Нигде советская власть не выглядела смешнее, чем в Эстонии. Безумие режима становилось особенно красноречивым на фоне основательности и деловитости, этих тусклых эстонских добродетелей, вступавших в живописный конфликт с номенклатурным обиходом.
Непереводимые партийные идиомы, невидимые, словно “Пролетарии всех стран, соединяйтесь” в газетной шапке, обретают лексическую реальность в довлатовской Эстонии. Когда ничего не значащие слова начинают что-то означать, клише разряжается, высвобождая при этом изрядный запас кретинизма:
“Слово предоставили какому-то ответственному работнику “Ыхту лехт”. Я уловил одну фразу: “Отец и дед его боролись против эстонского самодержавия”.
– Это еще что такое? – поразился Альтмяэ. – В Эстонии не было самодержавия.

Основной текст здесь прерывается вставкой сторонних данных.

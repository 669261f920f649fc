//! Greedy-merged cubic (blocky) mesher: emits one quad per exposed face,
//! merging contiguous same-material runs along one scan axis when
//! `use_greedy_merging` is enabled.

use glam::{DVec3, IVec3};

use crate::constants::coord_to_index;
use crate::coords::FaceDir;
use crate::voxel::Voxel;

use super::{ChunkMeshData, FaceType, MesherConfig, MesherOps, MeshingRequest, MeshStats};

#[derive(Clone, Copy, Debug, Default)]
pub struct CubicMesher {
  config: MesherConfig,
}

impl CubicMesher {
  pub fn new(config: MesherConfig) -> Self {
    Self { config }
  }
}

#[inline]
fn local_voxel(request: &MeshingRequest, local: IVec3) -> Voxel {
  request.voxel_data[coord_to_index(local.x, local.y, local.z, request.chunk_size)]
}

#[inline]
fn in_bounds(local: IVec3, n: i32) -> bool {
  local.x >= 0 && local.x < n && local.y >= 0 && local.y < n && local.z >= 0 && local.z < n
}

/// The in-plane `(u, v)` coordinates a face's N×N neighbor slice uses.
fn face_plane_uv(face: FaceDir, local: IVec3) -> (i32, i32) {
  match face {
    FaceDir::Top | FaceDir::Bottom => (local.x, local.z),
    FaceDir::North | FaceDir::South => (local.x, local.y),
    FaceDir::East | FaceDir::West => (local.y, local.z),
  }
}

/// The voxel just outside `local` across `face`, consulting the request's
/// neighbor slice when `local`'s offset falls outside the chunk. Returns
/// `None` when that neighbor data isn't available (world boundary or
/// not-yet-loaded neighbor — the two are indistinguishable here by design;
/// see §4.6.3).
fn neighbor_across(request: &MeshingRequest, local: IVec3, face: FaceDir) -> Option<Voxel> {
  let n = request.chunk_size;
  let offset = local + face.normal();
  if in_bounds(offset, n) {
    return Some(local_voxel(request, offset));
  }
  let bit = face.bit() as usize;
  if !request.face_present[bit] {
    return None;
  }
  let (u, v) = face_plane_uv(face, local);
  Some(request.face_slices[bit][(u + v * n) as usize])
}

/// Count solid same-chunk neighbors adjacent (in-plane) to `local`, used as
/// a cheap per-face ambient-occlusion proxy. Cross-chunk cells are treated
/// as unoccluded, since full corner/edge AO needs the other chunk's data.
fn face_ao_level(request: &MeshingRequest, local: IVec3, face: FaceDir) -> u8 {
  let n = request.chunk_size;
  let (tangent, bitangent) = match face {
    FaceDir::Top | FaceDir::Bottom => (IVec3::new(1, 0, 0), IVec3::new(0, 0, 1)),
    FaceDir::North | FaceDir::South => (IVec3::new(1, 0, 0), IVec3::new(0, 1, 0)),
    FaceDir::East | FaceDir::West => (IVec3::new(0, 1, 0), IVec3::new(0, 0, 1)),
  };
  let mut occluders = 0u8;
  for offset in [tangent, -tangent, bitangent, -bitangent] {
    let p = local + offset;
    if in_bounds(p, n) && local_voxel(request, p).is_solid() {
      occluders += 1;
    }
  }
  3u8.saturating_sub(occluders.min(3))
}

struct Quad {
  corners: [[f32; 3]; 4],
  normal: [f32; 3],
  material_id: u8,
  biome_id: u8,
  ao: u8,
  face_type: FaceType,
}

fn make_quad(face: FaceDir, depth_plane: i32, u0: i32, u1_inclusive: i32, v: i32, voxel_size: f64) -> ([[f32; 3]; 4], [f32; 3]) {
  let d = depth_plane as f64 * voxel_size;
  let ua = u0 as f64 * voxel_size;
  let ub = (u1_inclusive + 1) as f64 * voxel_size;
  let va = v as f64 * voxel_size;
  let vb = (v + 1) as f64 * voxel_size;

  let mut corners = match face {
    FaceDir::Top | FaceDir::Bottom => [
      DVec3::new(ua, d, va),
      DVec3::new(ub, d, va),
      DVec3::new(ub, d, vb),
      DVec3::new(ua, d, vb),
    ],
    FaceDir::North | FaceDir::South => [
      DVec3::new(ua, va, d),
      DVec3::new(ub, va, d),
      DVec3::new(ub, vb, d),
      DVec3::new(ua, vb, d),
    ],
    FaceDir::East | FaceDir::West => [
      DVec3::new(d, ua, va),
      DVec3::new(d, ub, va),
      DVec3::new(d, ub, vb),
      DVec3::new(d, ua, vb),
    ],
  };

  let normal = face.normal().as_dvec3();
  let computed = (corners[1] - corners[0]).cross(corners[2] - corners[0]);
  if computed.dot(normal) < 0.0 {
    corners.reverse();
  }

  (corners.map(|c| [c.x as f32, c.y as f32, c.z as f32]), [normal.x as f32, normal.y as f32, normal.z as f32])
}

impl MesherOps for CubicMesher {
  fn generate_mesh(&self, request: &MeshingRequest) -> (ChunkMeshData, MeshStats, bool) {
    if !request.is_well_formed() {
      return (ChunkMeshData::default(), MeshStats::default(), false);
    }
    let n = request.chunk_size;
    let mut quads = Vec::new();

    for face in FaceDir::ALL {
      let face_type = match face {
        FaceDir::Top => FaceType::Top,
        FaceDir::Bottom => FaceType::Bottom,
        _ => FaceType::Side,
      };
      let positive_normal = matches!(face, FaceDir::Top | FaceDir::North | FaceDir::East);

      // depth iterates the axis the face's normal runs along; u/v are the
      // remaining two axes, ordered per `face_plane_uv`.
      for depth in 0..n {
        // Row-exposure scan: for each `v`, walk `u` left to right and
        // merge contiguous exposed runs sharing the same material/AO.
        for v in 0..n {
          let mut u = 0;
          while u < n {
            let local = local_for(face, depth, u, v);
            let voxel = local_voxel(request, local);
            let exposed = voxel.is_solid()
              && neighbor_across(request, local, face).map(|nv| nv.is_air()).unwrap_or(true);
            if !exposed {
              u += 1;
              continue;
            }
            let ao = if self.config.calculate_ao { face_ao_level(request, local, face) } else { 3 };
            let material_id = voxel.material_id;

            let mut u_end = u;
            if self.config.use_greedy_merging {
              while u_end + 1 < n {
                let next_local = local_for(face, depth, u_end + 1, v);
                let next_voxel = local_voxel(request, next_local);
                let next_exposed = next_voxel.is_solid()
                  && neighbor_across(request, next_local, face).map(|nv| nv.is_air()).unwrap_or(true);
                if !next_exposed || next_voxel.material_id != material_id {
                  break;
                }
                let next_ao = if self.config.calculate_ao { face_ao_level(request, next_local, face) } else { 3 };
                if next_ao != ao {
                  break;
                }
                u_end += 1;
              }
            }

            let depth_plane = if positive_normal { depth + 1 } else { depth };
            let (corners, normal) = make_quad(face, depth_plane, u, u_end, v, request.voxel_size);
            quads.push(Quad {
              corners,
              normal,
              material_id,
              biome_id: voxel.biome_id,
              ao,
              face_type,
            });

            u = u_end + 1;
          }
        }
      }
    }

    let mut mesh = ChunkMeshData::default();
    for quad in &quads {
      let base = mesh.positions.len() as u32;
      for corner in quad.corners {
        mesh.positions.push(corner);
        mesh.normals.push(quad.normal);
        if self.config.generate_uvs {
          let uv = [corner[0] * self.config.uv_scale, corner[2] * self.config.uv_scale];
          mesh.uv0.push(uv);
        } else {
          mesh.uv0.push([0.0, 0.0]);
        }
        mesh.secondary_uv.push([quad.material_id as f32, quad.face_type as u8 as f32]);
        mesh.colors.push([0, quad.biome_id, quad.ao << 6, 255]);
      }
      mesh.indices.extend_from_slice(&[base, base + 1, base + 2, base, base + 2, base + 3]);
      if mesh.indices.len() >= self.config.max_index_count || mesh.positions.len() >= self.config.max_vertex_count {
        break;
      }
    }

    let stats = MeshStats {
      vertex_count: mesh.positions.len(),
      triangle_count: mesh.triangle_count(),
    };
    (mesh, stats, true)
  }

  fn set_config(&mut self, config: MesherConfig) {
    self.config = config;
  }

  fn get_config(&self) -> MesherConfig {
    self.config
  }
}

fn local_for(face: FaceDir, depth: i32, u: i32, v: i32) -> IVec3 {
  match face {
    FaceDir::Top | FaceDir::Bottom => IVec3::new(u, depth, v),
    FaceDir::North | FaceDir::South => IVec3::new(u, v, depth),
    FaceDir::East | FaceDir::West => IVec3::new(depth, u, v),
  }
}

#[cfg(test)]
#[path = "cubic_test.rs"]
mod cubic_test;
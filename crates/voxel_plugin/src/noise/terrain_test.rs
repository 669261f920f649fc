use glam::{DVec3, IVec3};

use super::*;
use crate::config::{NoiseConfig, WorldMode};

fn request(chunk_coord: IVec3) -> GenerationRequest {
  GenerationRequest {
    chunk_coord,
    lod_level: 0,
    chunk_size: 16,
    voxel_size: 1.0,
    world_origin: DVec3::ZERO,
    noise: NoiseConfig::default(),
    world_mode: WorldMode::InfinitePlane,
    sea_level: -1000.0,
    height_scale: 20.0,
    base_height: 0.0,
  }
}

#[test]
fn generates_full_chunk() {
  let sampler = TerrainNoiseSampler::new();
  let req = request(IVec3::ZERO);
  let voxels = sampler.generate_chunk(&req).expect("generation succeeds");
  assert_eq!(voxels.len(), 16 * 16 * 16);
}

#[test]
fn deep_chunk_is_mostly_solid() {
  let sampler = TerrainNoiseSampler::new();
  let req = request(IVec3::new(0, -4, 0));
  let voxels = sampler.generate_chunk(&req).expect("generation succeeds");
  let solid_count = voxels.iter().filter(|v| v.is_solid()).count();
  assert!(solid_count > voxels.len() / 2, "expected mostly solid terrain deep underground");
}

#[test]
fn high_chunk_is_mostly_air() {
  let sampler = TerrainNoiseSampler::new();
  let req = request(IVec3::new(0, 100, 0));
  let voxels = sampler.generate_chunk(&req).expect("generation succeeds");
  let solid_count = voxels.iter().filter(|v| v.is_solid()).count();
  assert!(solid_count < voxels.len() / 4, "expected mostly air far above the surface");
}

#[test]
fn deterministic_for_same_request() {
  let sampler = TerrainNoiseSampler::new();
  let req = request(IVec3::new(2, 0, -3));
  let a = sampler.generate_chunk(&req).expect("generation succeeds");
  let b = sampler.generate_chunk(&req).expect("generation succeeds");
  assert_eq!(a, b);
}

#[test]
fn water_fills_below_sea_level_in_open_air() {
  let sampler = TerrainNoiseSampler::new();
  let mut req = request(IVec3::new(0, 50, 0));
  req.sea_level = 1_000_000.0;
  let voxels = sampler.generate_chunk(&req).expect("generation succeeds");
  assert!(voxels.iter().any(|v| v.has_water()));
  assert!(voxels.iter().all(|v| !v.has_cave()));
}
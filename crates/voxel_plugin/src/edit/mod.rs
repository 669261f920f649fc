//! Sparse per-chunk edit overlay: brush strokes, accumulation, undo/redo,
//! and binary persistence, kept independent from the procedural generator.

pub mod io;
pub mod overlay;
pub mod types;

pub use io::{load_edits_from_bytes, load_edits_from_file, save_edits_to_bytes, save_edits_to_file, EditIoError};
pub use overlay::{EditEventSink, EditManager};
pub use types::{BrushFalloff, BrushParams, BrushShape, EditLayer, EditOp, EditOperation, EditSource, VoxelEdit};
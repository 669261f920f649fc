use super::*;
use crate::constants::coord_to_index;
use glam::IVec3;
use std::sync::Arc;

fn filled(chunk_size: i32, f: impl Fn(i32, i32, i32) -> Voxel) -> Arc<[Voxel]> {
  let n = chunk_size as usize;
  let mut data = vec![Voxel::AIR; n * n * n];
  for z in 0..chunk_size {
    for y in 0..chunk_size {
      for x in 0..chunk_size {
        data[coord_to_index(x, y, z, chunk_size)] = f(x, y, z);
      }
    }
  }
  data.into()
}

#[test]
fn all_air_chunk_yields_empty_mesh() {
  let data = filled(4, |_, _, _| Voxel::AIR);
  let request = MeshingRequest::isolated(IVec3::ZERO, 0, 4, 1.0, data);
  let mesher = SmoothMesher::default();
  let (mesh, stats, ok) = mesher.generate_mesh(&request);
  assert!(ok);
  assert_eq!(stats.vertex_count, 0);
  assert!(mesh.positions.is_empty());
}

#[test]
fn all_solid_chunk_yields_empty_mesh() {
  let data = filled(4, |_, _, _| Voxel::solid(1, 0));
  let request = MeshingRequest::isolated(IVec3::ZERO, 0, 4, 1.0, data);
  let mesher = SmoothMesher::default();
  let (mesh, stats, ok) = mesher.generate_mesh(&request);
  assert!(ok);
  assert_eq!(stats.vertex_count, 0);
  assert!(mesh.positions.is_empty());
}

#[test]
fn flat_half_solid_slab_produces_one_dual_vertex_per_crossing_cell() {
  // Below y=2 solid, at/above air: the sign-changing cells sit in a single
  // horizontal layer, one dual vertex each.
  let data = filled(4, |_, y, _| if y < 2 { Voxel::solid(3, 0) } else { Voxel::AIR });
  let request = MeshingRequest::isolated(IVec3::ZERO, 0, 4, 1.0, data);
  let mesher = SmoothMesher::default();
  let (mesh, stats, ok) = mesher.generate_mesh(&request);
  assert!(ok);
  assert!(stats.vertex_count > 0);
  assert!(!mesh.indices.is_empty());
}

#[test]
fn normals_point_away_from_solid() {
  let data = filled(4, |_, y, _| if y < 2 { Voxel::solid(3, 0) } else { Voxel::AIR });
  let request = MeshingRequest::isolated(IVec3::ZERO, 0, 4, 1.0, data);
  let mesher = SmoothMesher::default();
  let (mesh, _, _) = mesher.generate_mesh(&request);
  for normal in &mesh.normals {
    assert!(normal[1] > 0.0, "surface above a solid floor should face up, got {normal:?}");
  }
}

#[test]
fn secondary_uv_carries_the_solid_corner_material() {
  let data = filled(4, |_, y, _| if y < 2 { Voxel::solid(7, 2) } else { Voxel::AIR });
  let request = MeshingRequest::isolated(IVec3::ZERO, 0, 4, 1.0, data);
  let mesher = SmoothMesher::default();
  let (mesh, _, _) = mesher.generate_mesh(&request);
  assert!(!mesh.secondary_uv.is_empty());
  assert!(mesh.secondary_uv.iter().all(|uv| uv[0] == 7.0));
}

#[test]
fn malformed_request_yields_no_mesh() {
  let mut data = vec![Voxel::AIR; 8 * 8 * 8];
  data.truncate(4);
  let request = MeshingRequest::isolated(IVec3::ZERO, 0, 8, 1.0, data.into());
  let mesher = SmoothMesher::default();
  let (mesh, _, ok) = mesher.generate_mesh(&request);
  assert!(!ok);
  assert!(!mesh.is_valid());
}
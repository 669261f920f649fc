//! Height-field terrain sampler: the default [`NoiseSampler`] implementation.
//!
//! Grounded on the teacher's `FastNoise2Terrain`/`SimdNoiseTerrain` samplers
//! (`noise/terrain.rs`, `noise/simdnoise_terrain.rs`): a 2D height-noise
//! grid intersected with a Y gradient produces solid ground, a second,
//! higher-frequency 3D noise grid carves caves, and a sea-level pass fills
//! any remaining open-air voxel below `sea_level` with water — skipping
//! cave-carved air so underground caverns don't flood, per §3's `CAVE`
//! flag ("temporarily marked as carved by cave generation; cleared after
//! water fill").

use crate::constants::coord_to_index;
use crate::voxel::Voxel;

use super::{presets, GenerationError, GenerationRequest, NoiseNode, NoiseSampler};

/// Cave noise values above this threshold (noise output is roughly
/// `[-1, 1]`) are carved into air.
const CAVE_THRESHOLD: f32 = 0.62;

/// Biome bucket count the default biome noise quantizes into.
const BIOME_COUNT: u8 = 4;

/// Height-field terrain generator backed by [`NoiseNode`].
#[derive(Clone, Copy, Debug)]
pub struct TerrainNoiseSampler {
  encoded: &'static str,
  cave_frequency_multiplier: f64,
  biome_frequency_multiplier: f64,
}

impl Default for TerrainNoiseSampler {
  fn default() -> Self {
    Self {
      encoded: presets::SIMPLE_TERRAIN,
      cave_frequency_multiplier: 4.0,
      biome_frequency_multiplier: 0.1,
    }
  }
}

impl TerrainNoiseSampler {
  pub fn new() -> Self {
    Self::default()
  }

  pub fn with_encoded(mut self, encoded: &'static str) -> Self {
    self.encoded = encoded;
    self
  }
}

impl NoiseSampler for TerrainNoiseSampler {
  fn generate_chunk(&self, request: &GenerationRequest) -> Result<Box<[Voxel]>, GenerationError> {
    let n = request.chunk_size;
    let n_usize = n as usize;
    let voxel_size = request.voxel_size as f32;
    let world_min = request.world_origin
      + crate::coords::chunk_to_world_min(request.chunk_coord, request.chunk_size, request.voxel_size);
    let freq = request.noise.frequency as f32;

    let height_node = NoiseNode::from_encoded(self.encoded).ok_or(GenerationError::BackendUnavailable)?;
    let cave_node = NoiseNode::from_encoded(self.encoded).ok_or(GenerationError::BackendUnavailable)?;
    let biome_node = NoiseNode::from_encoded(self.encoded).ok_or(GenerationError::BackendUnavailable)?;

    // 2D height grid over this chunk's (x,z) footprint.
    let mut height_noise = vec![0.0f32; n_usize * n_usize];
    height_node.gen_uniform_grid_2d(
      &mut height_noise,
      world_min.x as f32 * freq,
      world_min.z as f32 * freq,
      n,
      n,
      voxel_size * freq,
      voxel_size * freq,
      request.noise.seed,
    );

    // 2D biome grid, much lower frequency than terrain height.
    let biome_freq = freq * self.biome_frequency_multiplier as f32;
    let mut biome_noise = vec![0.0f32; n_usize * n_usize];
    biome_node.gen_uniform_grid_2d(
      &mut biome_noise,
      world_min.x as f32 * biome_freq,
      world_min.z as f32 * biome_freq,
      n,
      n,
      voxel_size * biome_freq,
      voxel_size * biome_freq,
      request.noise.seed.wrapping_add(7919),
    );

    // 3D cave grid over the whole chunk.
    let cave_freq = freq * self.cave_frequency_multiplier as f32;
    let mut cave_noise = vec![0.0f32; n_usize * n_usize * n_usize];
    cave_node.gen_uniform_grid_3d(
      &mut cave_noise,
      world_min.x as f32 * cave_freq,
      world_min.y as f32 * cave_freq,
      world_min.z as f32 * cave_freq,
      n,
      n,
      n,
      voxel_size * cave_freq,
      voxel_size * cave_freq,
      voxel_size * cave_freq,
      request.noise.seed.wrapping_add(104_729),
    );

    let mut voxels = vec![Voxel::AIR; n_usize.pow(3)].into_boxed_slice();

    for z in 0..n {
      for y in 0..n {
        for x in 0..n {
          let idx = coord_to_index(x, y, z, n);
          // FastNoise2 2D grids are X-fastest: `idx2 = row*N + col` with col==x.
          let idx2 = (z as usize) * n_usize + (x as usize);
          let height_sample = height_noise[idx2];
          let biome_sample = biome_noise[idx2];

          let world_y = world_min.y as f64 + y as f64 * request.voxel_size;
          let surface_height = request.base_height + height_sample as f64 * request.height_scale;

          let mut voxel = if world_y < surface_height {
            let biome_id = ((biome_sample * 0.5 + 0.5).clamp(0.0, 0.999_999) * BIOME_COUNT as f32) as u8;
            Voxel::solid(1, biome_id)
          } else {
            Voxel::AIR
          };

          if voxel.is_solid() {
            // FastNoise2 3D grids are X-fastest within each Y within each Z:
            // `idx3 = z*N*N + y*N + x`.
            let idx3 = (z as usize) * n_usize * n_usize + (y as usize) * n_usize + (x as usize);
            if cave_noise[idx3] > CAVE_THRESHOLD {
              voxel = Voxel::AIR;
              voxel.set_flag(crate::voxel::FLAG_CAVE, true);
            }
          }

          if voxel.is_air() && !voxel.has_cave() && world_y < request.sea_level {
            voxel = Voxel::water();
          }
          voxel.set_flag(crate::voxel::FLAG_CAVE, false);

          voxels[idx] = voxel;
        }
      }
    }

    Ok(voxels)
  }
}

#[cfg(test)]
#[path = "terrain_test.rs"]
mod terrain_test;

– Ну, против царизма, – сказал Быковер.
– И царизма эстонского не было. Был русский царизм”.
На антисоветские стереотипы эстонский буквализм оказывал не менее разрушающее действие. Встретив симпатичного врача-эстонца (“какой русский будет тебе делать гимнастику в одиночестве”), Довлатов автоматически зачисляет его в диссиденты.
Узнав, что сын врача под следствием, он спрашивает:
“– Дело Солдатова?
– Что? – не понял доктор.
– Ваш сын – деятель эстонского возрождения?
– Мой сын, – отчеканил Теппе, – фарцовщик и пьяница. И я могу быть за него относительно спокоен, лишь когда его держат в тюрьме”.
В “Юбилейном мальчике” Сергей описал четырехсоттысячного жителя Таллина. Предоставленный самому себе, город стал меньше, чем был. Прямо за крепостной стеной начинается сирень, огороды. На дачу едут, как у нас в магазин, минут пятнадцать. Однако по “Компромиссу” не чувствуется, что Довлатову в Эстонии тесно.
Словно кот на подоконнике, Сергей любил ощущать границы своей территории, будь это лагерная зона, русский Таллин (“громадный дом, и в каждом окне – сослуживец”) или 106-я улица в Куинсе. Гиперлокальность – как в джойсовском Дублине – давала Довлатову шанс добраться до основ. Изменяя масштаб, мы не только укрупняем детали, но и разрушаем мнимую цельность и простоту. С самолета не видно, что лес состоит из деревьев.
Сергей любил жить среди своих героев. Камерность нравилась Довлатову, ибо она позволяла автору смешаться с персонажами. Именно поэтому крохотная Эстония отнюдь не выглядит у Довлатова провинциальной.